Iran to Hold Public Trials for 1,000 Protesters

Iran to Hold Public Trials for 1,000 Protesters

Iran’s nationwide demonstrations began on September 16 when Mahsa Amini died after her arrest by the Iranian morality police.

 

The Iranian government will hold public trials for at least 1,000 demonstrators arrested during the ongoing anti-government protest movement over the next week, according to Iran’s state-run IRNA news agency.

Ali al-Qasi Mehr, the chief justice of Tehran, made the announcement on Monday, declaring that those who “have serious accusations, including assaulting or martyring security guards and setting fire to public property … have been scheduled in [the] Revolutionary Court,” according to CNN. The government indicated that 315 people were to stand trial in Tehran, while the Iranian Students News Agency announced that at least 700 other demonstrators had been charged in other areas of the country.

 

Iran’s nationwide demonstrations began on September 16 when Mahsa Amini, a twenty-two-year-old Kurdish woman from the country’s northwestern Kurdistan province, died after her arrest by the Iranian morality police. While the state-sponsored autopsy claimed that Amini had died of health complications following a heart attack in police custody, eyewitnesses who were with her at the time of her arrest claimed that she had been severely beaten by the police, leading to brain damage and her death three days later. Although the protests began in Kurdistan and have remained the strongest there, they have since spread across the country, taking place in all major cities and involving millions of Iranians. Iran has experienced periodic nationwide protests over the past two decades—most recently in 2019, when unrest over fuel price increases led to violence resulting in as many as 1,000 deaths—but previous demonstrations have usually been launched in response to resource shortages, such as limited access to water or electricity. By contrast, the current protest wave has been framed both by demonstrators and the Iranian government as an anti-clerical protest intended to replace the Islamic Republic.

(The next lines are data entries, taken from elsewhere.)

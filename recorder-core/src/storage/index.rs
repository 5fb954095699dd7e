use std::fs;
use std::io::Write;
use std::path::Path;

use serde::{Deserialize, Serialize};

use crate::models::error::RecorderError;
use crate::models::recording::{RecordingId, RecordingMetadata};

/// Current on-disk schema version of the collection index.
pub const SCHEMA_VERSION: u32 = 1;

/// The record collection as persisted in `<collection>.json`.
#[derive(Debug, Clone, PartialEq, Eq, Serialize, Deserialize)]
#[serde(rename_all = "camelCase")]
pub struct StoreIndex {
    pub version: u32,
    /// Next id to assign. Only ever grows.
    pub next_id: u64,
    pub records: Vec<RecordingMetadata>,
}

impl StoreIndex {
    pub fn new() -> Self {
        Self {
            version: SCHEMA_VERSION,
            next_id: 1,
            records: Vec::new(),
        }
    }

    pub fn allocate_id(&mut self) -> RecordingId {
        let id = RecordingId(self.next_id);
        self.next_id += 1;
        id
    }

    pub fn find(&self, id: RecordingId) -> Option<&RecordingMetadata> {
        self.records.iter().find(|r| r.id == id)
    }

    /// Remove a record, returning it if present.
    pub fn remove(&mut self, id: RecordingId) -> Option<RecordingMetadata> {
        let position = self.records.iter().position(|r| r.id == id)?;
        Some(self.records.remove(position))
    }
}

impl Default for StoreIndex {
    fn default() -> Self {
        Self::new()
    }
}

/// Read the index at `path`; `None` when it doesn't exist yet.
pub fn read_index(path: &Path) -> Result<Option<StoreIndex>, RecorderError> {
    if !path.exists() {
        return Ok(None);
    }
    let json = fs::read_to_string(path)
        .map_err(|e| {
            RecorderError::StoreTransactionFailed(format!("failed to read index: {}", e))
        })?;
    let index: StoreIndex = serde_json::from_str(&json)
        .map_err(|e| {
            RecorderError::StoreTransactionFailed(format!("failed to parse index: {}", e))
        })?;
    Ok(Some(index))
}

/// Replace the index at `path` atomically (temp file, then rename).
pub fn write_index(index: &StoreIndex, path: &Path) -> Result<(), RecorderError> {
    let json = serde_json::to_string_pretty(index)
        .map_err(|e| {
            RecorderError::StoreTransactionFailed(format!("failed to serialize index: {}", e))
        })?;

    let tmp_path = path.with_extension("json.tmp");
    let mut file = fs::File::create(&tmp_path)
        .map_err(|e| {
            RecorderError::StoreTransactionFailed(format!("failed to create index: {}", e))
        })?;
    file.write_all(json.as_bytes())
        .and_then(|_| file.sync_all())
        .map_err(|e| {
            RecorderError::StoreTransactionFailed(format!("failed to write index: {}", e))
        })?;
    drop(file);

    fs::rename(&tmp_path, path)
        .map_err(|e| {
            RecorderError::StoreTransactionFailed(format!("failed to commit index: {}", e))
        })?;
    Ok(())
}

In response to the protests, the Iranian government has instituted a sweeping crackdown, involving both traditional police and security forces and units from the Islamic Revolutionary Guard Corps (IRGC). At least 250 civilians are thought to have been killed in the demonstrations, as well as dozens of police and IRGC militiamen.

Over the weekend, Maj. Gen. Hossein Salami, the commander-in-chief of the IRGC, demanded that Saturday would be “the last day of the riots” and warned Iranians to remain off the streets from then forward. However, the protests have continued through the week, and new footage of mass demonstrations continues to circulate regularly on social media. Iran’s universities, particularly the Sharif University of Technology in Tehran, have become key focal points for the protests and have been the site of repeated clashes since September.

Trevor Filseth is a current and foreign affairs writer for the National Interest.

Image: Reuters.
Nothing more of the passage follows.